Unusual conformational transitions of leucine‐containing basic polytripeptides

The conformational transitions of synthetic basic polytripeptides (Lys‐Leu‐Gly) n , (A 2 bu‐Leu‐Gly) n , (Lys‐Leu‐Ala) n , and (A 2 bu‐Leu‐Ala) n induced by high salt concentrations and elevated pH were investigated by CD, ir, and 1 H‐nmr spectroscopy, sedimentation analysis, viscometry, and light scattering. Sheet aggregates of chains in a conformation similar to the polyglycine II (polyproline II) helix, bound together by hydrogen bonds, are the most probable form of (Lys‐Leu‐Gly) n and also, partly, of (A 2 bu‐Leu‐Gly) n in a high‐pH or high‐salt solutions.
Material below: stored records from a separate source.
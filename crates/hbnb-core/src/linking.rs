use uuid::Uuid;

use crate::error::AppError;
use crate::models::{Amenity, Place};
use crate::traits::{AmenityStore, PlaceStore};

/// Result of attaching an amenity to a place.
#[derive(Debug, Clone, PartialEq)]
pub enum LinkOutcome {
    /// The amenity was newly added to the link set.
    Linked(Amenity),
    /// The amenity was already linked; nothing changed.
    AlreadyLinked(Amenity),
}

impl LinkOutcome {
    pub fn amenity(&self) -> &Amenity {
        match self {
            LinkOutcome::Linked(a) | LinkOutcome::AlreadyLinked(a) => a,
        }
    }

    pub fn into_amenity(self) -> Amenity {
        match self {
            LinkOutcome::Linked(a) | LinkOutcome::AlreadyLinked(a) => a,
        }
    }

    pub fn is_new(&self) -> bool {
        matches!(self, LinkOutcome::Linked(_))
    }
}

/// Manages the many-to-many association between places and amenities.
///
/// Every operation resolves the place first, then the amenity, and reports
/// a missing one as [`AppError::NotFound`].
pub struct PlaceAmenityService<S>
where
    S: PlaceStore + AmenityStore,
{
    store: S,
}

impl<S> PlaceAmenityService<S>
where
    S: PlaceStore + AmenityStore,
{
    pub fn new(store: S) -> Self {
        Self { store }
    }

    /// Amenities linked to the place, in link order.
    pub async fn list(&self, place_id: Uuid) -> Result<Vec<Amenity>, AppError> {
        let place = self.require_place(place_id).await?;
        self.store.place_amenities(place.id).await
    }

    /// Attach an amenity to a place. Safe to retry.
    pub async fn link(&self, place_id: Uuid, amenity_id: Uuid) -> Result<LinkOutcome, AppError> {
        let place = self.require_place(place_id).await?;
        let amenity = self.require_amenity(amenity_id).await?;

        if self.store.link_amenity(place.id, amenity.id).await? {
            tracing::info!(place_id = %place.id, amenity_id = %amenity.id, "Amenity linked");
            Ok(LinkOutcome::Linked(amenity))
        } else {
            tracing::debug!(place_id = %place.id, amenity_id = %amenity.id, "Amenity already linked");
            Ok(LinkOutcome::AlreadyLinked(amenity))
        }
    }

    /// Detach an amenity from a place. The amenity must currently be linked.
    pub async fn unlink(&self, place_id: Uuid, amenity_id: Uuid) -> Result<(), AppError> {
        let place = self.require_place(place_id).await?;
        let amenity = self.require_amenity(amenity_id).await?;

        if !self.store.unlink_amenity(place.id, amenity.id).await? {
            return Err(AppError::NotFound(format!(
                "Amenity {} is not linked to place {}",
                amenity.id, place.id
            )));
        }

        tracing::info!(place_id = %place.id, amenity_id = %amenity.id, "Amenity unlinked");
        Ok(())
    }

    async fn require_place(&self, id: Uuid) -> Result<Place, AppError> {
        self.store
            .get_place(id)
            .await?
            .ok_or_else(|| AppError::NotFound(format!("Place not found: {id}")))
    }

    async fn require_amenity(&self, id: Uuid) -> Result<Amenity, AppError> {
        self.store
            .get_amenity(id)
            .await?
            .ok_or_else(|| AppError::NotFound(format!("Amenity not found: {id}")))
    }
}
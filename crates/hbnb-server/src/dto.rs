use chrono::{DateTime, Utc};
use serde::{Deserialize, Serialize};
use uuid::Uuid;

use hbnb_core::models::{Amenity, Place, User};

// ---------------------------------------------------------------------------
// Auth
// ---------------------------------------------------------------------------

#[derive(Debug, Deserialize, utoipa::ToSchema)]
pub struct LoginRequest {
    pub email: Option<String>,
    pub password: Option<String>,
}

#[derive(Debug, Serialize, utoipa::ToSchema)]
pub struct LoginResponse {
    pub access_token: String,
}

#[derive(Debug, Serialize, utoipa::ToSchema)]
pub struct DashboardResponse {
    /// The authenticated user's record
    pub all: UserResponse,
}

// ---------------------------------------------------------------------------
// Users
// ---------------------------------------------------------------------------

#[derive(Debug, Deserialize, utoipa::ToSchema)]
pub struct CreateUserRequest {
    pub email: Option<String>,
    pub password: Option<String>,
    pub first_name: Option<String>,
    pub last_name: Option<String>,
}

/// Public view of a user. Never includes the password hash.
#[derive(Debug, Serialize, utoipa::ToSchema)]
pub struct UserResponse {
    pub id: Uuid,
    pub email: String,
    pub first_name: Option<String>,
    pub last_name: Option<String>,
    pub created_at: DateTime<Utc>,
    pub updated_at: DateTime<Utc>,
}

impl From<User> for UserResponse {
    fn from(user: User) -> Self {
        Self {
            id: user.id,
            email: user.email,
            first_name: user.first_name,
            last_name: user.last_name,
            created_at: user.created_at,
            updated_at: user.updated_at,
        }
    }
}

// ---------------------------------------------------------------------------
// Amenities
// ---------------------------------------------------------------------------

#[derive(Debug, Deserialize, utoipa::ToSchema)]
pub struct CreateAmenityRequest {
    pub name: Option<String>,
}

#[derive(Debug, Serialize, utoipa::ToSchema)]
pub struct AmenityResponse {
    pub id: Uuid,
    pub name: String,
    pub created_at: DateTime<Utc>,
    pub updated_at: DateTime<Utc>,
}

impl From<Amenity> for AmenityResponse {
    fn from(a: Amenity) -> Self {
        Self {
            id: a.id,
            name: a.name,
            created_at: a.created_at,
            updated_at: a.updated_at,
        }
    }
}

// ---------------------------------------------------------------------------
// Places
// ---------------------------------------------------------------------------

#[derive(Debug, Deserialize, utoipa::ToSchema)]
pub struct CreatePlaceRequest {
    pub name: Option<String>,
    pub description: Option<String>,
    pub number_rooms: Option<i32>,
    pub number_bathrooms: Option<i32>,
    pub max_guest: Option<i32>,
    pub price_by_night: Option<i32>,
    pub latitude: Option<f64>,
    pub longitude: Option<f64>,
}

#[derive(Debug, Serialize, utoipa::ToSchema)]
pub struct PlaceResponse {
    pub id: Uuid,
    /// Owner
    pub user_id: Uuid,
    pub name: String,
    pub description: Option<String>,
    pub number_rooms: i32,
    pub number_bathrooms: i32,
    pub max_guest: i32,
    pub price_by_night: i32,
    pub latitude: Option<f64>,
    pub longitude: Option<f64>,
    pub created_at: DateTime<Utc>,
    pub updated_at: DateTime<Utc>,
}

impl From<Place> for PlaceResponse {
    fn from(p: Place) -> Self {
        Self {
            id: p.id,
            user_id: p.user_id,
            name: p.name,
            description: p.description,
            number_rooms: p.number_rooms,
            number_bathrooms: p.number_bathrooms,
            max_guest: p.max_guest,
            price_by_night: p.price_by_night,
            latitude: p.latitude,
            longitude: p.longitude,
            created_at: p.created_at,
            updated_at: p.updated_at,
        }
    }
}

// ---------------------------------------------------------------------------
// Status
// ---------------------------------------------------------------------------

#[derive(Debug, Serialize, utoipa::ToSchema)]
pub struct StatusResponse {
    pub status: &'static str,
    pub storage: &'static str,
}

// ---------------------------------------------------------------------------
// Shared
// ---------------------------------------------------------------------------

/// Serializes as `{}`.
#[derive(Debug, Serialize, utoipa::ToSchema)]
pub struct EmptyResponse {}

#[derive(Debug, Serialize, utoipa::ToSchema)]
pub struct ErrorResponse {
    pub error: String,
    pub message: String,
}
The conformation (Lys‐Leu‐Ala) n , in a low‐salt concentration, is an α‐helix. Since (A 2 bu‐Leu‐Ala) n is disordered under similar conditions, it appears that this α‐helix is stabilized by hydrophobic interactions between Lys and Leu side chains. In a high concentration of water structure‐making ions, CD data for (Lys‐Leu‐Ala) n indicate distortion of the α‐helix, with a parallel increase in the average molecular weight corresponding to trimer formation. Hydrodynamic data are consistent with a model of bundles of three closely touching spherocylinders. (A 2 bu‐Leu‐Ala) n shows a limited tendency to α‐helix formation.